** TASK ITEM **
Copy each line of the listing where the word "InvalidDispatchBuffer" can be found.

** RECORDS FOR THE EXERCISE **
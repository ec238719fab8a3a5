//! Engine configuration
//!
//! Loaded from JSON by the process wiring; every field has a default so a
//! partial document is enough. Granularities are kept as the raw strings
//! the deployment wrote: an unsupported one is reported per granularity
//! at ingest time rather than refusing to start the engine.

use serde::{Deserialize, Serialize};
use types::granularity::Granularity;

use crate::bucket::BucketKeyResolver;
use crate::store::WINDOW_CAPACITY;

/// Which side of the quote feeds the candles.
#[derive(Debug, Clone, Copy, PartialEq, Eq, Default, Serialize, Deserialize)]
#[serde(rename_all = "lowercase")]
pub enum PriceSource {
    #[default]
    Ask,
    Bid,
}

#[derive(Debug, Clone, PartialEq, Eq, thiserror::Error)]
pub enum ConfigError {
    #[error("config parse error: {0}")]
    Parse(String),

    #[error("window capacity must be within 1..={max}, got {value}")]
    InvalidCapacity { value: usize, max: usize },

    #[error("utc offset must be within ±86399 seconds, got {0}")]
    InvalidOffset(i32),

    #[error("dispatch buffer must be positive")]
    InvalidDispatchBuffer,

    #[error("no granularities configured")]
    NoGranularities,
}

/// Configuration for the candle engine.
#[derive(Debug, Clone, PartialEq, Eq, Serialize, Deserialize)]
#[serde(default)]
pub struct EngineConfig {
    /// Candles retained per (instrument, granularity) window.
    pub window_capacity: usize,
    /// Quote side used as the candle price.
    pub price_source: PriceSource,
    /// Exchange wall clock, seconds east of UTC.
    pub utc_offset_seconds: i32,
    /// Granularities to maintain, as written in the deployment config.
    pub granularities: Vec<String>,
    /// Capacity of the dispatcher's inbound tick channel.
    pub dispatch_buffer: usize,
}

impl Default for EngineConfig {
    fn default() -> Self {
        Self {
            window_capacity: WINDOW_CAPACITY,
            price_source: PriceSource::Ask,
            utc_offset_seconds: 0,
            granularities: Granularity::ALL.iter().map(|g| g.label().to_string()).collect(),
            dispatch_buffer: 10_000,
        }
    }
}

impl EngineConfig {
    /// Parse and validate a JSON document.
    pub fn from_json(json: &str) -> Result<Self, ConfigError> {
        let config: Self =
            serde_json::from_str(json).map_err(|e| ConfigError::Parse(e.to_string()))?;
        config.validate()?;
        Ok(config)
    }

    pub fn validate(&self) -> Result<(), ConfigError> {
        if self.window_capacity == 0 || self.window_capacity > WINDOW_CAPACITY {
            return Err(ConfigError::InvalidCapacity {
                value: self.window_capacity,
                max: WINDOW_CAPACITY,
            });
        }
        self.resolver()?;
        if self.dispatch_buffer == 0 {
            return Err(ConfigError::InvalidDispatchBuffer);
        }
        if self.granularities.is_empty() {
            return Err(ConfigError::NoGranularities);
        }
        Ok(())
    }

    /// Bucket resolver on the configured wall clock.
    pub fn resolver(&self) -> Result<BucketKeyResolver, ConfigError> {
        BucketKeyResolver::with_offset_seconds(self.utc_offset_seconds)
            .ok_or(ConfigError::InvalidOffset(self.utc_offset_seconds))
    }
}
--
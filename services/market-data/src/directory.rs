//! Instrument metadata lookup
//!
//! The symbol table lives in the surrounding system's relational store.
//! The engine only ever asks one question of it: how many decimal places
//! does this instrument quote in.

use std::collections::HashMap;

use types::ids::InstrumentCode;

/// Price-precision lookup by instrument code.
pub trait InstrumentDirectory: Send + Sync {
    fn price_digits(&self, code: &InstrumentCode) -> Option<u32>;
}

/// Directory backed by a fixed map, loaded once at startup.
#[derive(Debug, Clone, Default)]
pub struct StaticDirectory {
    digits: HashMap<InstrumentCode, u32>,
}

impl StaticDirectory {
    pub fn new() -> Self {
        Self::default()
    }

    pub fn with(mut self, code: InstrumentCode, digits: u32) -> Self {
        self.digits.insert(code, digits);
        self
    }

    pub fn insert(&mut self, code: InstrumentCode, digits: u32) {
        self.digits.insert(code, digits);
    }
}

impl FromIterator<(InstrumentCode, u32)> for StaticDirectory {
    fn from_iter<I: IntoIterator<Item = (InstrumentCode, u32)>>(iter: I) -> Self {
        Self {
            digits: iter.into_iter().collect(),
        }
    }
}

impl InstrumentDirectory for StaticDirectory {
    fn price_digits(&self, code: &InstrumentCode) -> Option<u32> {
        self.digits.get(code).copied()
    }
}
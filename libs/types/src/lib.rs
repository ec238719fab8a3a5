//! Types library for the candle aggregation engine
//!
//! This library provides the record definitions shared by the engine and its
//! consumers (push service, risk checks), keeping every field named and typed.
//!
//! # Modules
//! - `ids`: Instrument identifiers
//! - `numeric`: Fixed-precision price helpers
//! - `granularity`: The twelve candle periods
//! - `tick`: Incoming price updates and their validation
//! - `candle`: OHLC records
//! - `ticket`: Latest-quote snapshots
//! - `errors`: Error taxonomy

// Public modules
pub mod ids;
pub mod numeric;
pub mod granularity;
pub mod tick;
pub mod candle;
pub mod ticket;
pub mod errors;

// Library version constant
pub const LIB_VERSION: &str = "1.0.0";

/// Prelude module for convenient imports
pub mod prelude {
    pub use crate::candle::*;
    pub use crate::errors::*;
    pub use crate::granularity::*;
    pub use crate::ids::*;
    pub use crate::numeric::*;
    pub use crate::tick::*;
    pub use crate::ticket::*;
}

** RESULT BELOW **
    InvalidDispatchBuffer,
            return Err(ConfigError::InvalidDispatchBuffer);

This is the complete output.